> [Task]: Within the listing below, please copy exactly the lines between the line holding "#[derive(Clone)]" and the line holding "if matches!(e, Error::Conflict(_))", inclusive.

> [The data]:
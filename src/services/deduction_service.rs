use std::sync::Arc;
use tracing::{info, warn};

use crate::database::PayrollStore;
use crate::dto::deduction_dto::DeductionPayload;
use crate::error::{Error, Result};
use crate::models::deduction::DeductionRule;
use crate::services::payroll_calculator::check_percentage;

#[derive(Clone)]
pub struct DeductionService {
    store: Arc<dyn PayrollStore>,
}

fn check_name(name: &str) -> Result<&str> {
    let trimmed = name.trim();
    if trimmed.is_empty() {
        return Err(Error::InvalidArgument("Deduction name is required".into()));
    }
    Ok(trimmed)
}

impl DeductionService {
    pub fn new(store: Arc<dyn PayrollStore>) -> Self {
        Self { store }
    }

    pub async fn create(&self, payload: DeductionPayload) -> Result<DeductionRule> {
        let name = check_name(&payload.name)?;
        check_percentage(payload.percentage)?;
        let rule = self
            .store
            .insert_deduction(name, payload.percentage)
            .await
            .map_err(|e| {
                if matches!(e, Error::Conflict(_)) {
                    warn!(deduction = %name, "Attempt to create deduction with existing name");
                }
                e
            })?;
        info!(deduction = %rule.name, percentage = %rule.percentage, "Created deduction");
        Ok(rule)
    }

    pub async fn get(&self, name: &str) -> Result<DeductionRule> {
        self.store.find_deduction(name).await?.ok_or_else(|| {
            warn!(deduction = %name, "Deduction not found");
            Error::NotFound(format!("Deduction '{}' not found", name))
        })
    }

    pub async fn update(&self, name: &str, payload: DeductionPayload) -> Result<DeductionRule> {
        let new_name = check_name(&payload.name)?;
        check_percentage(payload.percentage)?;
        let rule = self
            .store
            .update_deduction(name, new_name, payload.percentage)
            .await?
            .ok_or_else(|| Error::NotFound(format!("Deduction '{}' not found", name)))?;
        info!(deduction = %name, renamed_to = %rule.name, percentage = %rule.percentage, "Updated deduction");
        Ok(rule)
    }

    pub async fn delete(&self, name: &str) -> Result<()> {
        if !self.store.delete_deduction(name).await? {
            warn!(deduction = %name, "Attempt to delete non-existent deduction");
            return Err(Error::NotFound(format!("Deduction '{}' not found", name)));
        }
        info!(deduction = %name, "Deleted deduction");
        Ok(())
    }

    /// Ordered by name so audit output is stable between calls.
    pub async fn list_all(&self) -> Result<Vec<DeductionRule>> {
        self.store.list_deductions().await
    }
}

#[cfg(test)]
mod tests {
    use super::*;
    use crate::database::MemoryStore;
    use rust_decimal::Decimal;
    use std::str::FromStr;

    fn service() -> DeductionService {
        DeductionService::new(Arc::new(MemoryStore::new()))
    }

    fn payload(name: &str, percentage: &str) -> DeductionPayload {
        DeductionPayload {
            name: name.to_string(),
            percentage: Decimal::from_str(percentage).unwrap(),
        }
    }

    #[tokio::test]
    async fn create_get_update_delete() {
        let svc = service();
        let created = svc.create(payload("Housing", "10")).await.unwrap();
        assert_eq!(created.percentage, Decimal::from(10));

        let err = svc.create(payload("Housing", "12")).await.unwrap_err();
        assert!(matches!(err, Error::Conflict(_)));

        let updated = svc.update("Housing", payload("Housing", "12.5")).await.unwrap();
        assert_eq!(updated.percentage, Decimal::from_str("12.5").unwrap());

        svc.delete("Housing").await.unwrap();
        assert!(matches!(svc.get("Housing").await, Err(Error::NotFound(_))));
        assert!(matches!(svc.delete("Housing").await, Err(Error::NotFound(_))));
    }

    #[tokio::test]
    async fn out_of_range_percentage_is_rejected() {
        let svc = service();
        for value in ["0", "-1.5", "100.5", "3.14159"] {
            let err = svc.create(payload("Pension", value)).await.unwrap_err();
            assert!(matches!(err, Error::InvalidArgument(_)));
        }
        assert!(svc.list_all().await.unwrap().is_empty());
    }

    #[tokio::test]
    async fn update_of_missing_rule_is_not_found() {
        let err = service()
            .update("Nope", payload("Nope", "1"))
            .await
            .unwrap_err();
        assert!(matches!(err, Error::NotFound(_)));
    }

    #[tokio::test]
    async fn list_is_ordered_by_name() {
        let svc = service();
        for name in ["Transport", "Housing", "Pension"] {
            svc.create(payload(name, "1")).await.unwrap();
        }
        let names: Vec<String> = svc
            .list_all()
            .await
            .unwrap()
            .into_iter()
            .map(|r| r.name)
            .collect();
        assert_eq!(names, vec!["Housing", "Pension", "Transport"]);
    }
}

> [Exercise result]:
#[derive(Clone)]
pub struct DeductionService {
    store: Arc<dyn PayrollStore>,
}

fn check_name(name: &str) -> Result<&str> {
    let trimmed = name.trim();
    if trimmed.is_empty() {
        return Err(Error::InvalidArgument("Deduction name is required".into()));
    }
    Ok(trimmed)
}

impl DeductionService {
    pub fn new(store: Arc<dyn PayrollStore>) -> Self {
        Self { store }
    }

    pub async fn create(&self, payload: DeductionPayload) -> Result<DeductionRule> {
        let name = check_name(&payload.name)?;
        check_percentage(payload.percentage)?;
        let rule = self
            .store
            .insert_deduction(name, payload.percentage)
            .await
            .map_err(|e| {
                if matches!(e, Error::Conflict(_)) {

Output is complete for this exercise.